[Start of section]

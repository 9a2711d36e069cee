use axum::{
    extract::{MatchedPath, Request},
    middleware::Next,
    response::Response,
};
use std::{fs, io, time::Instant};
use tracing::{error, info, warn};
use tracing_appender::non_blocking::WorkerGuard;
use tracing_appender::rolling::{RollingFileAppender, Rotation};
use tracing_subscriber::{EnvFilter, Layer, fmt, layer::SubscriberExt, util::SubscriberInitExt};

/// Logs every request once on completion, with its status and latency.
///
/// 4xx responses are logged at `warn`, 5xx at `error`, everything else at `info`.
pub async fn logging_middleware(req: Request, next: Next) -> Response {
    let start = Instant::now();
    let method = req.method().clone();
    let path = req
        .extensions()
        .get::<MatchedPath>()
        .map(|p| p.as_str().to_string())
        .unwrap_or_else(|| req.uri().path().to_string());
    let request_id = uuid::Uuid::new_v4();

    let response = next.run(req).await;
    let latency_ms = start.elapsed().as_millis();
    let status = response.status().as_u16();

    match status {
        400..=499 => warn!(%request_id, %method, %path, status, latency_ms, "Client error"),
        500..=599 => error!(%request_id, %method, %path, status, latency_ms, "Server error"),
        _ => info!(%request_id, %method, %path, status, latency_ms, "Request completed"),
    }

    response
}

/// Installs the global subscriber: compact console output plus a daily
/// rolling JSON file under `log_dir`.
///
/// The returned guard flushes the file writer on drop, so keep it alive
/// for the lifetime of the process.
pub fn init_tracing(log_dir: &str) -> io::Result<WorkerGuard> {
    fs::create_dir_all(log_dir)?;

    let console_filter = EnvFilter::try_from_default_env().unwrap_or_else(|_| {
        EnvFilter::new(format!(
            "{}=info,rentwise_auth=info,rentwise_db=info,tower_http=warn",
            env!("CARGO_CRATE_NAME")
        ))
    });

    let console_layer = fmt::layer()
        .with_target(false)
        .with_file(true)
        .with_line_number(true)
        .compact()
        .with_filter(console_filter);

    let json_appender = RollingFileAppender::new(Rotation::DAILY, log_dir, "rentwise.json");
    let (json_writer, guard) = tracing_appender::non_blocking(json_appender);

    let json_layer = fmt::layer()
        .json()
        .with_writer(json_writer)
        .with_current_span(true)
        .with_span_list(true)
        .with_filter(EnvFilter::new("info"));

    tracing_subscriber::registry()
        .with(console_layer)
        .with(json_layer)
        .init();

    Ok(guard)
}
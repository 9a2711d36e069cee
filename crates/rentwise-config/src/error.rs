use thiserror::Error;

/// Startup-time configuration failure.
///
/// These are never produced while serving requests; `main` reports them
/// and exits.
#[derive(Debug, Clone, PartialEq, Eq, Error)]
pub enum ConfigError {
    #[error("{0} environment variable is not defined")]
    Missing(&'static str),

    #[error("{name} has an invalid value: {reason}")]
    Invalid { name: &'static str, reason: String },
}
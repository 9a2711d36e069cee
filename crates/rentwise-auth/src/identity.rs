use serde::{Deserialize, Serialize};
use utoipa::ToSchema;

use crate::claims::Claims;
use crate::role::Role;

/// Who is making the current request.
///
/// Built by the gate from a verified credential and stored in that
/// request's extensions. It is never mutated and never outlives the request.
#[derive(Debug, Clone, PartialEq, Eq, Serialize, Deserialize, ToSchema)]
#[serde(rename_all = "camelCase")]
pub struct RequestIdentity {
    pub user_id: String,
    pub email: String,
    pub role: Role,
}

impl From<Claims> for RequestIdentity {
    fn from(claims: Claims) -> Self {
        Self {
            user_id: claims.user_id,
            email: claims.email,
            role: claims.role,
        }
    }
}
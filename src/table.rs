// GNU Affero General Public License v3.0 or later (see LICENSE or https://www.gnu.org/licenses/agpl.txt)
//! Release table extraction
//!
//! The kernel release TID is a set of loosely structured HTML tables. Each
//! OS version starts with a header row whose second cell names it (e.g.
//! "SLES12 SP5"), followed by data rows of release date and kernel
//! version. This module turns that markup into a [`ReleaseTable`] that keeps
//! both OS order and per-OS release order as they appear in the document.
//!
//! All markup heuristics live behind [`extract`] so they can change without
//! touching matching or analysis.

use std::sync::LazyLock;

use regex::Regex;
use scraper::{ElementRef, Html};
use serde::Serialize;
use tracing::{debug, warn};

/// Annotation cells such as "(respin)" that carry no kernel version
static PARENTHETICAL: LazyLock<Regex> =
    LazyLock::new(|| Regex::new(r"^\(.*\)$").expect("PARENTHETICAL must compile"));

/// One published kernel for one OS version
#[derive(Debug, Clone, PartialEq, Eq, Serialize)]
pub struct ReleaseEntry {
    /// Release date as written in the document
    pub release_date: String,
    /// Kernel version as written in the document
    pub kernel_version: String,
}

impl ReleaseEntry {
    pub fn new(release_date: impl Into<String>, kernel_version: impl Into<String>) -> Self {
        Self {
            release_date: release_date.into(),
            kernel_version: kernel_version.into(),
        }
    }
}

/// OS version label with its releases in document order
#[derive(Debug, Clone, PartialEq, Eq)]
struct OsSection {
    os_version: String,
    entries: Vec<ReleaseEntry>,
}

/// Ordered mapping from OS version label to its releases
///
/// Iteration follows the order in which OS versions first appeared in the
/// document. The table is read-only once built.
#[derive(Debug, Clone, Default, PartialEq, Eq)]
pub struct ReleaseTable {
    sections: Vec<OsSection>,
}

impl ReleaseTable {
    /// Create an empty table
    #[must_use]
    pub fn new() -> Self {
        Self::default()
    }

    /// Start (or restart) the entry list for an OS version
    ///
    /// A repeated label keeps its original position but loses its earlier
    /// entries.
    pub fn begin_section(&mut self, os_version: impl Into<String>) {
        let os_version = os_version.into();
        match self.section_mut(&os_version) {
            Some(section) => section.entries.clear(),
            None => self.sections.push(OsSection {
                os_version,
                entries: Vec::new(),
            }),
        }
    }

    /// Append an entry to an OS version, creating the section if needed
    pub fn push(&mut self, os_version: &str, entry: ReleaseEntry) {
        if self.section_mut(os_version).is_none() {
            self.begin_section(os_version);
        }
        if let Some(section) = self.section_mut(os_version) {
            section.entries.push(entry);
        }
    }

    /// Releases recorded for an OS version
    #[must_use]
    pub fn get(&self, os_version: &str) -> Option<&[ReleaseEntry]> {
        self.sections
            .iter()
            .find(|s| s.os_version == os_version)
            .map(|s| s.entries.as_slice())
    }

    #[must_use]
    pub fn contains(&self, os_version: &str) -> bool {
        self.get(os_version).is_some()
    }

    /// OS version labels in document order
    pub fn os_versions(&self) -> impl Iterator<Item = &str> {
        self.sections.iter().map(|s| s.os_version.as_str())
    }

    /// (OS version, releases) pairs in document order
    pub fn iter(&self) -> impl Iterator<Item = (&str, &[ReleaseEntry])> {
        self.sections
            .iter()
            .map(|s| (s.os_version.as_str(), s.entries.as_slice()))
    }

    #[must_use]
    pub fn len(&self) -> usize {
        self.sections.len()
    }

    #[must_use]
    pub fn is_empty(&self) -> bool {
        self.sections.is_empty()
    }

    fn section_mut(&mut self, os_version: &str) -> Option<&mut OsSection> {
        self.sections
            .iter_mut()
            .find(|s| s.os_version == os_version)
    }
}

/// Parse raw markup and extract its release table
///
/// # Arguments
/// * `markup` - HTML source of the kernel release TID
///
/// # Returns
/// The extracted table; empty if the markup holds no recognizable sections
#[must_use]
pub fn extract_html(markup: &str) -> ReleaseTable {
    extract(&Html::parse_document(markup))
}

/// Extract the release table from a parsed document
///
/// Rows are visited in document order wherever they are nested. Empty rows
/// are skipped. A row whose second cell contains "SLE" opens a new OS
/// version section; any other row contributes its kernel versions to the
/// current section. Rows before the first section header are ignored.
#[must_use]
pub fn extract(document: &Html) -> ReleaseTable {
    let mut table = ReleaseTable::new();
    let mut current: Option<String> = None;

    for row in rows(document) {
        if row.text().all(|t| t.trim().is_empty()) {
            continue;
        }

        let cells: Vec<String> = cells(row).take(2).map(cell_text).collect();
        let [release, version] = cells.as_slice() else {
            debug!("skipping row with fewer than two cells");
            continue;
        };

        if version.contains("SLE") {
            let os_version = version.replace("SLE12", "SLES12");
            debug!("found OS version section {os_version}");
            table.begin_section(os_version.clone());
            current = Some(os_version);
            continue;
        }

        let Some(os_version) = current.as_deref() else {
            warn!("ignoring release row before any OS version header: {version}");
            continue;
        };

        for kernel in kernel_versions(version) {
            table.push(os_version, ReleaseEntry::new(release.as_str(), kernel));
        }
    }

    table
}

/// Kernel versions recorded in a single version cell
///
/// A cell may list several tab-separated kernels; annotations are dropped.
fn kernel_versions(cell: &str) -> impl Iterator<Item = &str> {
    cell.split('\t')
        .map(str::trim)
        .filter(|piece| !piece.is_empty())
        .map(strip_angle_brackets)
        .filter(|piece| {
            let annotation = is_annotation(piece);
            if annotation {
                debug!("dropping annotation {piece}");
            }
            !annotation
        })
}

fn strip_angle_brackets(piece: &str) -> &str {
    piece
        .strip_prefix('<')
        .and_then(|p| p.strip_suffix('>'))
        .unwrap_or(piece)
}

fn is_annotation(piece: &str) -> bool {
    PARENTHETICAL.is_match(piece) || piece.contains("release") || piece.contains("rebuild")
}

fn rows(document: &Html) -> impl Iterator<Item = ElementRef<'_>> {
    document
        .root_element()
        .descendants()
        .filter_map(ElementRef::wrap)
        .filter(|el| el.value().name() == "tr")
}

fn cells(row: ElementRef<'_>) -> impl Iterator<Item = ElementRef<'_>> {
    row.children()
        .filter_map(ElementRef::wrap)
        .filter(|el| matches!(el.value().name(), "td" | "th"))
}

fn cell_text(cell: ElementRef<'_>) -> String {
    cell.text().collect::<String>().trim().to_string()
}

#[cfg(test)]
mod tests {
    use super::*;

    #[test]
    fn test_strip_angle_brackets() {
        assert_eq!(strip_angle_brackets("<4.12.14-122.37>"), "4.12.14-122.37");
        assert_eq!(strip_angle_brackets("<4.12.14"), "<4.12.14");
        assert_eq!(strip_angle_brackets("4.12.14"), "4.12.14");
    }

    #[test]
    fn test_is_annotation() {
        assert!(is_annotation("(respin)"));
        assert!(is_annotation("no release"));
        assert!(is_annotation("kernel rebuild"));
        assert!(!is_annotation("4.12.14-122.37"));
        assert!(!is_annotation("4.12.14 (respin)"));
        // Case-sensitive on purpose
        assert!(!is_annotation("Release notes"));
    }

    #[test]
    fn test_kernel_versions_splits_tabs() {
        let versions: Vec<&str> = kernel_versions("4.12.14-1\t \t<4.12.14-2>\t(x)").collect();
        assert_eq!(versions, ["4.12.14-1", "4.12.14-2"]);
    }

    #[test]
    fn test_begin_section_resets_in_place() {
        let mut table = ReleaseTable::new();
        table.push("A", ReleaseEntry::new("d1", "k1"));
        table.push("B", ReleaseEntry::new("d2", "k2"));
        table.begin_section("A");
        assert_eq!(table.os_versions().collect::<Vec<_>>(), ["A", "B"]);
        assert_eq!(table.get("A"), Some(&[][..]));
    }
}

[End of section]
[Start of section]

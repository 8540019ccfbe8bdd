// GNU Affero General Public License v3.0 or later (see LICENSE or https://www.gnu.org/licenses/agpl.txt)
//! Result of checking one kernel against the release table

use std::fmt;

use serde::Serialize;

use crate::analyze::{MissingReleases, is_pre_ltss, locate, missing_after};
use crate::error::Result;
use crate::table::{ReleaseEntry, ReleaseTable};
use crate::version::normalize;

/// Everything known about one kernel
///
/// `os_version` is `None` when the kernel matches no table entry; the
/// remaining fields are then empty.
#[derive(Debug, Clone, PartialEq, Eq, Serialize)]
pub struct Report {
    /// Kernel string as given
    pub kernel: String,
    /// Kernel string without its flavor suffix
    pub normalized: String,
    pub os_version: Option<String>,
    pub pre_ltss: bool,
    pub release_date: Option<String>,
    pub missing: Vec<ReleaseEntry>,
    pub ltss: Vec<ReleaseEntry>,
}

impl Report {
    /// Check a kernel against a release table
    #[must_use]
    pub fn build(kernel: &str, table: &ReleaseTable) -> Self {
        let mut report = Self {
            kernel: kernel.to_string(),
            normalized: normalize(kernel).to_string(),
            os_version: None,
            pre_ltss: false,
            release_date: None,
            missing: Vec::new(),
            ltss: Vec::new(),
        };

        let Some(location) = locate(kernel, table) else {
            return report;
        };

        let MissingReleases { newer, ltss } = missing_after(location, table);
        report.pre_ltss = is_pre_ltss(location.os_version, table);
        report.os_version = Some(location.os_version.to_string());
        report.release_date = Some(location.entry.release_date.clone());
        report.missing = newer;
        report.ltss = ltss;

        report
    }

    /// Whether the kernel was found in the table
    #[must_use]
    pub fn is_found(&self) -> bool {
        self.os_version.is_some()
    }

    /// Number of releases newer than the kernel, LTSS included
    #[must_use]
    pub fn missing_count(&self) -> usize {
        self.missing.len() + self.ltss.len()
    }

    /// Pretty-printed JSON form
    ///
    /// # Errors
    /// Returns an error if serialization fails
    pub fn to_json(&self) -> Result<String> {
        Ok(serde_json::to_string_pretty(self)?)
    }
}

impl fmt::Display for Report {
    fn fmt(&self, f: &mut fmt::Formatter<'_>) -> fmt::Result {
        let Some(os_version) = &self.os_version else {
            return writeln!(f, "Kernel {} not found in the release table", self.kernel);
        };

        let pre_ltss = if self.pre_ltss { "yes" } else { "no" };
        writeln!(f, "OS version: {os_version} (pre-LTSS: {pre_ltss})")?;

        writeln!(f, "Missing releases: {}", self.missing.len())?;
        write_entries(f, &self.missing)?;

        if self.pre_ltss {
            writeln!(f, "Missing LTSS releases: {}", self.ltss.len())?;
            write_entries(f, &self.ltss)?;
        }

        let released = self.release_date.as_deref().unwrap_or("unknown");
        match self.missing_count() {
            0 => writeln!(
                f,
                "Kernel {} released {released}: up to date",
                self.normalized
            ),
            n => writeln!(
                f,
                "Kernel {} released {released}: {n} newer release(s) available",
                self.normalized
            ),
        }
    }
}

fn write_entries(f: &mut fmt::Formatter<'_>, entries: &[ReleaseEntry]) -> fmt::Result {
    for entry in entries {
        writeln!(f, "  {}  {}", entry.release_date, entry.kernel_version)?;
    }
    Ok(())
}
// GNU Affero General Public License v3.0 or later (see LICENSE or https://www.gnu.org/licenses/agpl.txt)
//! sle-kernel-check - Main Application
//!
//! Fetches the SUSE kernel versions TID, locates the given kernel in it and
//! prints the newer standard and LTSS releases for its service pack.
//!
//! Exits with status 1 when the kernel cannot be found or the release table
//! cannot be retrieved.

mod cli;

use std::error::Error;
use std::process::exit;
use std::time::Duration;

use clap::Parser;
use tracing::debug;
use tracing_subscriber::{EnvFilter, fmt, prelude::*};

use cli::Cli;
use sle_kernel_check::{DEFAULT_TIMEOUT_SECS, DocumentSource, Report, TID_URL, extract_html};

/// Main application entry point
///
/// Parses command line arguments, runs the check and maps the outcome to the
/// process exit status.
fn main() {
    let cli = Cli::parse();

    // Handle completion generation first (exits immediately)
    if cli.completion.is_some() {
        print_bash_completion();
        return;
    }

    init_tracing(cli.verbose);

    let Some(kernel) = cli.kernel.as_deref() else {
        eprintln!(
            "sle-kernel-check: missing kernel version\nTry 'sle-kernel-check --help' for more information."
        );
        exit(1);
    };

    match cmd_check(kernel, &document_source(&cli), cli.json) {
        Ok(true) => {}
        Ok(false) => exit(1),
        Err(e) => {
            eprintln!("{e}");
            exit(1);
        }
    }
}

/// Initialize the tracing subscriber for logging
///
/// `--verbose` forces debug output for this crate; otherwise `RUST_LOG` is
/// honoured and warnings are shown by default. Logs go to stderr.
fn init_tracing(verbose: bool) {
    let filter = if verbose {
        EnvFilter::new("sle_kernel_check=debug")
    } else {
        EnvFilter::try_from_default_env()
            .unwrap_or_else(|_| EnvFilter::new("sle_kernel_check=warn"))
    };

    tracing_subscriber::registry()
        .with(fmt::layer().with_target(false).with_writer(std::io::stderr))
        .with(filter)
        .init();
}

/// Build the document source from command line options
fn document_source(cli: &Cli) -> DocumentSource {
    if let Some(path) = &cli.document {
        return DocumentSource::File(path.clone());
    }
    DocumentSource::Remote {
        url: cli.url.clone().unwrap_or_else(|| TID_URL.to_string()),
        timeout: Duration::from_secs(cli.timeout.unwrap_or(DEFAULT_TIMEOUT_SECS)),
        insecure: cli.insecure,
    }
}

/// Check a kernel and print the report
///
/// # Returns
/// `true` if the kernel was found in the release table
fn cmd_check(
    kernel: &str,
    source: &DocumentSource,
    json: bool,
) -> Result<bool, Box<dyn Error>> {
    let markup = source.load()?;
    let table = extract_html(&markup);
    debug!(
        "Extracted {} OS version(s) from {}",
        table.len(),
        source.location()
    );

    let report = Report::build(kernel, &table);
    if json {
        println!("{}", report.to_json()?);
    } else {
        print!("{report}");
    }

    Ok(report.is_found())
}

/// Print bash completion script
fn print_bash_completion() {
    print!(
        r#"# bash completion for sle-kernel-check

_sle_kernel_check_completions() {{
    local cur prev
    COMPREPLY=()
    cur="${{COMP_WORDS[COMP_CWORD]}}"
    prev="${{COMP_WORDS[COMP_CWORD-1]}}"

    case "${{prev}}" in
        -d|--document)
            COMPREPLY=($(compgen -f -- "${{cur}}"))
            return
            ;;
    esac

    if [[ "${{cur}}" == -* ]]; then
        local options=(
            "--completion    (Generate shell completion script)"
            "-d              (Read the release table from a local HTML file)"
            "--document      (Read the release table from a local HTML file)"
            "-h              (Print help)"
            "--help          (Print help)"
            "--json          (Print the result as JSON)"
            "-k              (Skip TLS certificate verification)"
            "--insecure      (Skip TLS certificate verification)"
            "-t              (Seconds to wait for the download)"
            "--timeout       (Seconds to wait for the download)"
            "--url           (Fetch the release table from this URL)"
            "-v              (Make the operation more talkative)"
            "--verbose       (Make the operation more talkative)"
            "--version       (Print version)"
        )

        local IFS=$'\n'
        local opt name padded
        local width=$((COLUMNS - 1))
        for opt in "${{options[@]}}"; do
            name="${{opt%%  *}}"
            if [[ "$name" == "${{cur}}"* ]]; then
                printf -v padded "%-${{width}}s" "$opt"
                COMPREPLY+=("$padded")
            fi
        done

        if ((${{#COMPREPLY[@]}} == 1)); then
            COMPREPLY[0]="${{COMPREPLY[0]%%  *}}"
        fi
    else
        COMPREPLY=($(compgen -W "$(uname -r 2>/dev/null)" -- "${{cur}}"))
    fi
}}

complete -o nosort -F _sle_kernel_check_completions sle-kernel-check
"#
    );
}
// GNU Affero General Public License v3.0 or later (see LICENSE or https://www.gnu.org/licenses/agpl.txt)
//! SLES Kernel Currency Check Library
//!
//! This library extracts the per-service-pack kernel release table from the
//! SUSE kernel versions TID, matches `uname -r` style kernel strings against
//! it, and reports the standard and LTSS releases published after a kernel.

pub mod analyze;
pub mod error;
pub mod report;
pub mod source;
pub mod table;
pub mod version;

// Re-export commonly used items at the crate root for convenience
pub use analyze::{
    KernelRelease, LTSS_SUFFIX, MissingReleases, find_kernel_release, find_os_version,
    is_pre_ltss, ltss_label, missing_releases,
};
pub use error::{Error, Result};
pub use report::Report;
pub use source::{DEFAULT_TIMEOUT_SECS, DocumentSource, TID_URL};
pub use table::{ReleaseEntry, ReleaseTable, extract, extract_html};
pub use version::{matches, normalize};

[End of section]

Look through the entries above for the word "download". Say how many lines contain it, using only a number.

### Answer for this exercise
2